Let $k\subset K\subset L$ be field extensions. Then we have the following exact sequence of $L$-vector spaces: $$\Omega^1_{K|k}\otimes_KL\rightarrow\Omega^1_{L|k}\rightarrow \Omega^1_{L|K}\rightarrow 0.$$ If $K\subset L$ is algebraic then $\Omega^1_{L|K}=0$ and so we have a surjective $L$-linear map $\Omega^1_{K|k}\otimes_KL\rightarrow\Omega^1_{L|k}.$ I want to prove that if $K\subset L$ is finite and separated then this map is an isomorphism.

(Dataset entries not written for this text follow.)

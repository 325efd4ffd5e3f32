// SPDX-FileCopyrightText: 2026 Zapfunil Contributors
// SPDX-License-Identifier: MIT OR Apache-2.0

//! Message append and status operations.
//!
//! Messages are append-only. The gateway delivers events at-least-once, so
//! inserts are idempotent by external id, and delivery status only ever
//! moves forward in the pending -> sent -> delivered -> read ordering.

use rusqlite::params;
use tracing::debug;
use zapfunil_core::{DeliveryStatus, Direction, ZapfunilError};

use crate::database::{map_tr_err, Database};
use crate::models::{message_from_row, parse_enum, Message, MESSAGE_COLUMNS};

/// Append a message and refresh the owning conversation's snapshot, in one
/// transaction.
///
/// When `external_id` is present the insert is idempotent: a retried event
/// leaves the row and the snapshot untouched and returns `false`. The
/// snapshot only moves forward in time, and the unread counter bumps for
/// inbound messages only.
pub async fn append_message(db: &Database, msg: &Message) -> Result<bool, ZapfunilError> {
    let msg = msg.clone();
    db.connection()
        .call(move |conn| {
            let tx = conn.transaction()?;

            let inserted = tx.execute(
                "INSERT INTO messages (id, conversation_id, external_id, direction, kind,
                     content, media_url, status, created_at)
                 VALUES (?1, ?2, ?3, ?4, ?5, ?6, ?7, ?8, ?9)
                 ON CONFLICT (external_id) WHERE external_id IS NOT NULL DO NOTHING",
                params![
                    msg.id,
                    msg.conversation_id,
                    msg.external_id,
                    msg.direction.to_string(),
                    msg.kind.to_string(),
                    msg.content,
                    msg.media_url,
                    msg.status.to_string(),
                    msg.created_at,
                ],
            )?;

            if inserted > 0 {
                let unread_bump = i64::from(msg.direction == Direction::Inbound);
                tx.execute(
                    "UPDATE conversations SET
                         last_message_content = ?1,
                         last_message_direction = ?2,
                         last_message_at = ?3,
                         unread_count = unread_count + ?4,
                         updated_at = ?5
                     WHERE id = ?6
                       AND (last_message_at IS NULL OR last_message_at <= ?3)",
                    params![
                        msg.content,
                        msg.direction.to_string(),
                        msg.created_at,
                        unread_bump,
                        crate::models::now_utc(),
                        msg.conversation_id,
                    ],
                )?;
            }

            tx.commit()?;
            Ok(inserted > 0)
        })
        .await
        .map_err(map_tr_err)
}

/// Get messages for a conversation in chronological order.
pub async fn get_messages_for_conversation(
    db: &Database,
    conversation_id: &str,
    limit: Option<i64>,
) -> Result<Vec<Message>, ZapfunilError> {
    let conversation_id = conversation_id.to_string();
    db.connection()
        .call(move |conn| {
            let mut messages = Vec::new();
            let base = format!(
                "SELECT {MESSAGE_COLUMNS} FROM messages
                 WHERE conversation_id = ?1 ORDER BY created_at ASC"
            );
            match limit {
                Some(lim) => {
                    let sql = format!("{base} LIMIT ?2");
                    let mut stmt = conn.prepare(&sql)?;
                    let rows = stmt.query_map(params![conversation_id, lim], message_from_row)?;
                    for row in rows {
                        messages.push(row?);
                    }
                }
                None => {
                    let mut stmt = conn.prepare(&base)?;
                    let rows = stmt.query_map(params![conversation_id], message_from_row)?;
                    for row in rows {
                        messages.push(row?);
                    }
                }
            }
            Ok(messages)
        })
        .await
        .map_err(map_tr_err)
}

/// Count messages in a conversation.
pub async fn count_messages(db: &Database, conversation_id: &str) -> Result<i64, ZapfunilError> {
    let conversation_id = conversation_id.to_string();
    db.connection()
        .call(move |conn| {
            conn.query_row(
                "SELECT COUNT(*) FROM messages WHERE conversation_id = ?1",
                params![conversation_id],
                |row| row.get(0),
            )
        })
        .await
        .map_err(map_tr_err)
}

/// Apply a delivery-status update by external id.
///
/// Returns `true` if the update was applied. Regressions in the status
/// ordering and unknown external ids are ignored (`false`) -- a late
/// `delivered` after `read` must not rewind the message.
pub async fn update_status(
    db: &Database,
    external_id: &str,
    status: DeliveryStatus,
) -> Result<bool, ZapfunilError> {
    let external_id = external_id.to_string();
    db.connection()
        .call(move |conn| {
            let tx = conn.transaction()?;

            let current: Option<(String, String)> = {
                let result = tx.query_row(
                    "SELECT id, status FROM messages WHERE external_id = ?1",
                    params![external_id],
                    |row| Ok((row.get(0)?, row.get(1)?)),
                );
                match result {
                    Ok(pair) => Some(pair),
                    Err(rusqlite::Error::QueryReturnedNoRows) => None,
                    Err(e) => return Err(e),
                }
            };

            let Some((id, current_raw)) = current else {
                tx.commit()?;
                debug!(external_id, "status update for unknown message ignored");
                return Ok(false);
            };

            let current_status: DeliveryStatus = parse_enum(1, current_raw)?;
            if status.rank() <= current_status.rank() {
                tx.commit()?;
                return Ok(false);
            }

            tx.execute(
                "UPDATE messages SET status = ?1 WHERE id = ?2",
                params![status.to_string(), id],
            )?;
            tx.commit()?;
            Ok(true)
        })
        .await
        .map_err(map_tr_err)
}
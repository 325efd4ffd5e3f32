// SPDX-FileCopyrightText: 2026 Zapfunil Contributors
// SPDX-License-Identifier: MIT OR Apache-2.0

//! Webhook server and scheduler tick loop.
//!
//! Every inbound gateway event is one short-lived unit of work: verify,
//! ingest, dispatch to the bot. The follow-up scheduler has no worker loop
//! of its own; the periodic tick here re-evaluates due stages.

use std::sync::Arc;

use axum::body::Bytes;
use axum::extract::State;
use axum::http::{HeaderMap, StatusCode};
use axum::response::{IntoResponse, Json};
use axum::routing::{get, post};
use axum::Router;
use tower_http::trace::TraceLayer;
use tracing::{error, info, warn};
use zapfunil_bot::BotEngine;
use zapfunil_config::ZapfunilConfig;
use zapfunil_core::ZapfunilError;
use zapfunil_followup::FollowupScheduler;
use zapfunil_storage::Database;
use zapfunil_whatsapp::ingest::IngestOutcome;
use zapfunil_whatsapp::{process_event, verify_signature, EvolutionClient, WebhookEnvelope};

/// Shared state for axum request handlers.
#[derive(Clone)]
struct AppState {
    db: Database,
    config: Arc<ZapfunilConfig>,
    engine: Arc<BotEngine>,
}

/// Wire everything and serve until shutdown.
pub async fn run(config: ZapfunilConfig) -> Result<(), ZapfunilError> {
    let config = Arc::new(config);
    let db = Database::open_with_options(
        &config.storage.database_path,
        config.storage.wal_mode,
    )
    .await?;

    let gateway = Arc::new(EvolutionClient::new(&config)?);
    let engine = Arc::new(BotEngine::new(
        db.clone(),
        gateway.clone(),
        config.clone(),
    ));
    let scheduler = FollowupScheduler::new(db.clone(), gateway);

    let tick_secs = config.scheduler.tick_interval_secs;
    tokio::spawn(async move {
        let mut interval = tokio::time::interval(std::time::Duration::from_secs(tick_secs));
        loop {
            interval.tick().await;
            match scheduler.run_due(chrono::Utc::now()).await {
                Ok(report) => {
                    if !report.stage1_sent.is_empty() || !report.stage2_sent.is_empty() {
                        info!(
                            stage1 = report.stage1_sent.len(),
                            stage2 = report.stage2_sent.len(),
                            failures = report.failures,
                            "follow-up tick dispatched"
                        );
                    }
                }
                Err(e) => error!(error = %e, "follow-up tick failed"),
            }
        }
    });

    let state = AppState {
        db,
        config: config.clone(),
        engine,
    };
    let app = Router::new()
        .route("/webhook", post(post_webhook))
        .route("/health", get(get_health))
        .layer(TraceLayer::new_for_http())
        .with_state(state);

    let addr = format!("{}:{}", config.server.host, config.server.port);
    let listener = tokio::net::TcpListener::bind(&addr)
        .await
        .map_err(|e| ZapfunilError::Gateway {
            message: format!("failed to bind webhook server to {addr}: {e}"),
            source: Some(Box::new(e)),
        })?;

    info!("webhook server listening on {addr}");

    axum::serve(listener, app)
        .await
        .map_err(|e| ZapfunilError::Gateway {
            message: format!("webhook server error: {e}"),
            source: Some(Box::new(e)),
        })?;

    Ok(())
}

/// Inbound gateway events. A non-2xx response makes the gateway redeliver,
/// which the idempotent upsert tolerates.
async fn post_webhook(
    State(state): State<AppState>,
    headers: HeaderMap,
    body: Bytes,
) -> impl IntoResponse {
    if let Some(secret) = &state.config.server.webhook_secret {
        let signature = headers
            .get("x-webhook-signature")
            .and_then(|v| v.to_str().ok())
            .unwrap_or_default();
        if !verify_signature(secret, &body, signature) {
            warn!("webhook signature rejected");
            return (StatusCode::UNAUTHORIZED, Json(serde_json::json!({"error": "bad signature"})));
        }
    }

    let envelope: WebhookEnvelope = match serde_json::from_slice(&body) {
        Ok(e) => e,
        Err(e) => {
            warn!(error = %e, "unparseable webhook payload");
            return (
                StatusCode::BAD_REQUEST,
                Json(serde_json::json!({"error": "bad payload"})),
            );
        }
    };

    let Some(event) = zapfunil_whatsapp::webhook::to_inbound_event(&envelope) else {
        // Events the core does not consume are acknowledged and dropped.
        return (StatusCode::OK, Json(serde_json::json!({"status": "ignored"})));
    };

    match process_event(&state.db, &state.config, event).await {
        Ok(IngestOutcome::Message {
            conversation,
            bot_input: Some(text),
            ..
        }) => {
            if let Err(e) = state.engine.handle_inbound(&conversation, &text).await {
                // The session holds its position; the next inbound retries.
                warn!(conversation_id = %conversation.id, error = %e, "bot advance failed");
            }
            (StatusCode::OK, Json(serde_json::json!({"status": "ok"})))
        }
        Ok(_) => (StatusCode::OK, Json(serde_json::json!({"status": "ok"}))),
        Err(e) => {
            error!(error = %e, "event ingestion failed");
            (
                StatusCode::INTERNAL_SERVER_ERROR,
                Json(serde_json::json!({"error": "ingestion failed"})),
            )
        }
    }
}

async fn get_health(State(state): State<AppState>) -> impl IntoResponse {
    // A cheap read proves the store is reachable.
    match zapfunil_storage::queries::bot::get_settings(&state.db).await {
        Ok(_) => (StatusCode::OK, Json(serde_json::json!({"status": "healthy"}))),
        Err(e) => (
            StatusCode::SERVICE_UNAVAILABLE,
            Json(serde_json::json!({"status": "unhealthy", "error": e.to_string()})),
        ),
    }
}
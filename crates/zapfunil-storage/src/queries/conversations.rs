// SPDX-FileCopyrightText: 2026 Zapfunil Contributors
// SPDX-License-Identifier: MIT OR Apache-2.0

//! Conversation CRUD operations.
//!
//! Conversations are never hard-deleted here; only the linker's merge
//! removes rows, and it does so inside its own transaction.

use rusqlite::params;
use zapfunil_core::ZapfunilError;

use crate::database::{map_tr_err, Database};
use crate::models::{conversation_from_row, Conversation, CONVERSATION_COLUMNS};

/// Insert a new conversation.
pub async fn create_conversation(
    db: &Database,
    conversation: &Conversation,
) -> Result<(), ZapfunilError> {
    let c = conversation.clone();
    db.connection()
        .call(move |conn| {
            conn.execute(
                "INSERT INTO conversations (id, instance_id, remote_jid, phone, display_name,
                     unit, lead_id, unread_count, favorite, bot_enabled, last_message_content,
                     last_message_direction, last_message_at, created_at, updated_at)
                 VALUES (?1, ?2, ?3, ?4, ?5, ?6, ?7, ?8, ?9, ?10, ?11, ?12, ?13, ?14, ?15)",
                params![
                    c.id,
                    c.instance_id,
                    c.remote_jid,
                    c.phone,
                    c.display_name,
                    c.unit,
                    c.lead_id,
                    c.unread_count,
                    c.favorite,
                    c.bot_enabled,
                    c.last_message_content,
                    c.last_message_direction.map(|d| d.to_string()),
                    c.last_message_at,
                    c.created_at,
                    c.updated_at,
                ],
            )?;
            Ok(())
        })
        .await
        .map_err(map_tr_err)
}

/// Get a conversation by id.
pub async fn get_conversation(
    db: &Database,
    id: &str,
) -> Result<Option<Conversation>, ZapfunilError> {
    let id = id.to_string();
    db.connection()
        .call(move |conn| {
            let sql =
                format!("SELECT {CONVERSATION_COLUMNS} FROM conversations WHERE id = ?1");
            let mut stmt = conn.prepare(&sql)?;
            let result = stmt.query_row(params![id], conversation_from_row);
            match result {
                Ok(c) => Ok(Some(c)),
                Err(rusqlite::Error::QueryReturnedNoRows) => Ok(None),
                Err(e) => Err(e),
            }
        })
        .await
        .map_err(map_tr_err)
}

/// Get a conversation by its (instance, remote address) identity.
pub async fn get_by_remote_jid(
    db: &Database,
    instance_id: &str,
    remote_jid: &str,
) -> Result<Option<Conversation>, ZapfunilError> {
    let instance_id = instance_id.to_string();
    let remote_jid = remote_jid.to_string();
    db.connection()
        .call(move |conn| {
            let sql = format!(
                "SELECT {CONVERSATION_COLUMNS} FROM conversations
                 WHERE instance_id = ?1 AND remote_jid = ?2"
            );
            let mut stmt = conn.prepare(&sql)?;
            let result = stmt.query_row(params![instance_id, remote_jid], conversation_from_row);
            match result {
                Ok(c) => Ok(Some(c)),
                Err(rusqlite::Error::QueryReturnedNoRows) => Ok(None),
                Err(e) => Err(e),
            }
        })
        .await
        .map_err(map_tr_err)
}

/// List conversations, most recently active first.
pub async fn list_conversations(db: &Database) -> Result<Vec<Conversation>, ZapfunilError> {
    db.connection()
        .call(move |conn| {
            let sql = format!(
                "SELECT {CONVERSATION_COLUMNS} FROM conversations
                 ORDER BY last_message_at IS NULL, last_message_at DESC"
            );
            let mut stmt = conn.prepare(&sql)?;
            let rows = stmt.query_map([], conversation_from_row)?;
            let mut conversations = Vec::new();
            for row in rows {
                conversations.push(row?);
            }
            Ok(conversations)
        })
        .await
        .map_err(map_tr_err)
}

/// List conversations linked to a lead.
pub async fn list_for_lead(
    db: &Database,
    lead_id: &str,
) -> Result<Vec<Conversation>, ZapfunilError> {
    let lead_id = lead_id.to_string();
    db.connection()
        .call(move |conn| {
            let sql = format!(
                "SELECT {CONVERSATION_COLUMNS} FROM conversations
                 WHERE lead_id = ?1 ORDER BY created_at ASC"
            );
            let mut stmt = conn.prepare(&sql)?;
            let rows = stmt.query_map(params![lead_id], conversation_from_row)?;
            let mut conversations = Vec::new();
            for row in rows {
                conversations.push(row?);
            }
            Ok(conversations)
        })
        .await
        .map_err(map_tr_err)
}

/// Override the per-conversation bot flag. `None` restores instance policy.
pub async fn set_bot_enabled(
    db: &Database,
    id: &str,
    enabled: Option<bool>,
) -> Result<(), ZapfunilError> {
    let id = id.to_string();
    db.connection()
        .call(move |conn| {
            conn.execute(
                "UPDATE conversations SET bot_enabled = ?1, updated_at = ?2 WHERE id = ?3",
                params![enabled, crate::models::now_utc(), id],
            )?;
            Ok(())
        })
        .await
        .map_err(map_tr_err)
}

/// Toggle the favorite flag.
pub async fn set_favorite(db: &Database, id: &str, favorite: bool) -> Result<(), ZapfunilError> {
    let id = id.to_string();
    db.connection()
        .call(move |conn| {
            conn.execute(
                "UPDATE conversations SET favorite = ?1, updated_at = ?2 WHERE id = ?3",
                params![favorite, crate::models::now_utc(), id],
            )?;
            Ok(())
        })
        .await
        .map_err(map_tr_err)
}

/// Reset the unread counter.
pub async fn mark_read(db: &Database, id: &str) -> Result<(), ZapfunilError> {
    let id = id.to_string();
    db.connection()
        .call(move |conn| {
            conn.execute(
                "UPDATE conversations SET unread_count = 0, updated_at = ?1 WHERE id = ?2",
                params![crate::models::now_utc(), id],
            )?;
            Ok(())
        })
        .await
        .map_err(map_tr_err)
}

#[cfg(test)]
pub(crate) mod tests {
    use super::*;
    use crate::models::now_utc;
    use tempfile::tempdir;

    async fn setup_db() -> (Database, tempfile::TempDir) {
        let dir = tempdir().unwrap();
        let db_path = dir.path().join("test.db");
        let db = Database::open(db_path.to_str().unwrap()).await.unwrap();
        (db, dir)
    }

    pub(crate) fn make_conversation(id: &str, instance: &str, phone: &str) -> Conversation {
        Conversation {
            id: id.to_string(),
            instance_id: instance.to_string(),
            remote_jid: format!("{phone}@s.whatsapp.net"),
            phone: phone.to_string(),
            display_name: Some("Contato".to_string()),
            unit: "Central".to_string(),
            lead_id: None,
            unread_count: 0,
            favorite: false,
            bot_enabled: None,
            last_message_content: None,
            last_message_direction: None,
            last_message_at: None,
            created_at: now_utc(),
            updated_at: now_utc(),
        }
    }

    #[tokio::test]
    async fn create_and_get_round_trips() {
        let (db, _dir) = setup_db().await;
        let conv = make_conversation("c1", "central", "5511999990000");

        create_conversation(&db, &conv).await.unwrap();
        let got = get_conversation(&db, "c1").await.unwrap().unwrap();
        assert_eq!(got.phone, "5511999990000");
        assert_eq!(got.unit, "Central");
        assert!(got.bot_enabled.is_none());
        assert!(got.lead_id.is_none());

        db.close().await.unwrap();
    }

    #[tokio::test]
    async fn lookup_by_remote_jid() {
        let (db, _dir) = setup_db().await;
        let conv = make_conversation("c1", "central", "5511999990000");
        create_conversation(&db, &conv).await.unwrap();

        let got = get_by_remote_jid(&db, "central", "5511999990000@s.whatsapp.net")
            .await
            .unwrap();
        assert!(got.is_some());

        let missing = get_by_remote_jid(&db, "norte", "5511999990000@s.whatsapp.net")
            .await
            .unwrap();
        assert!(missing.is_none());

        db.close().await.unwrap();
    }

    #[tokio::test]
    async fn duplicate_remote_jid_is_rejected() {
        let (db, _dir) = setup_db().await;
        let conv = make_conversation("c1", "central", "5511999990000");
        create_conversation(&db, &conv).await.unwrap();

        let mut dup = make_conversation("c2", "central", "5511999990000");
        dup.remote_jid = conv.remote_jid.clone();
        assert!(create_conversation(&db, &dup).await.is_err());

        db.close().await.unwrap();
    }

    #[tokio::test]
    async fn bot_flag_and_favorite_updates() {
        let (db, _dir) = setup_db().await;
        create_conversation(&db, &make_conversation("c1", "central", "5511999990000"))
            .await
            .unwrap();

        set_bot_enabled(&db, "c1", Some(false)).await.unwrap();
        set_favorite(&db, "c1", true).await.unwrap();

        let got = get_conversation(&db, "c1").await.unwrap().unwrap();
        assert_eq!(got.bot_enabled, Some(false));
        assert!(got.favorite);

        set_bot_enabled(&db, "c1", None).await.unwrap();
        let got = get_conversation(&db, "c1").await.unwrap().unwrap();
        assert!(got.bot_enabled.is_none());

        db.close().await.unwrap();
    }
}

If $K\subset L$ is finite and separable then $L\cong K[x]/(P)$ for some polynomial $P.$ I thought of using the conormal exact sequence $(P)/(P^2)\rightarrow \Omega^1_{K[x]|k}\otimes_{K[x]}L\rightarrow \Omega^1_{L|k}\rightarrow 0$ but that doesn't seem to yield anything interesting.
Any help would be appreciated!

Instead of the conormal exact sequence, you can use the cotangent exact sequence

$$L \otimes_K \Omega_{K/k}^1 \to \Omega^1_{L/k} \to \Omega^1_{L/K} \to 0$$

Since everything is just a field, we have smoothness (every vector space is free), so this sequence is actually exact on the left as well:

$$0 \to L \otimes_K \Omega_{K/k}^1 \to \Omega^1_{L/k} \to \Omega^1_{L/K} \to 0.$$

Since $L/K$ is separable, $\Omega_{L/K}^1 = 0$ (easy exercise using explicit realization of differentials and separable polynomial), from which you obtain your desired isomorphism.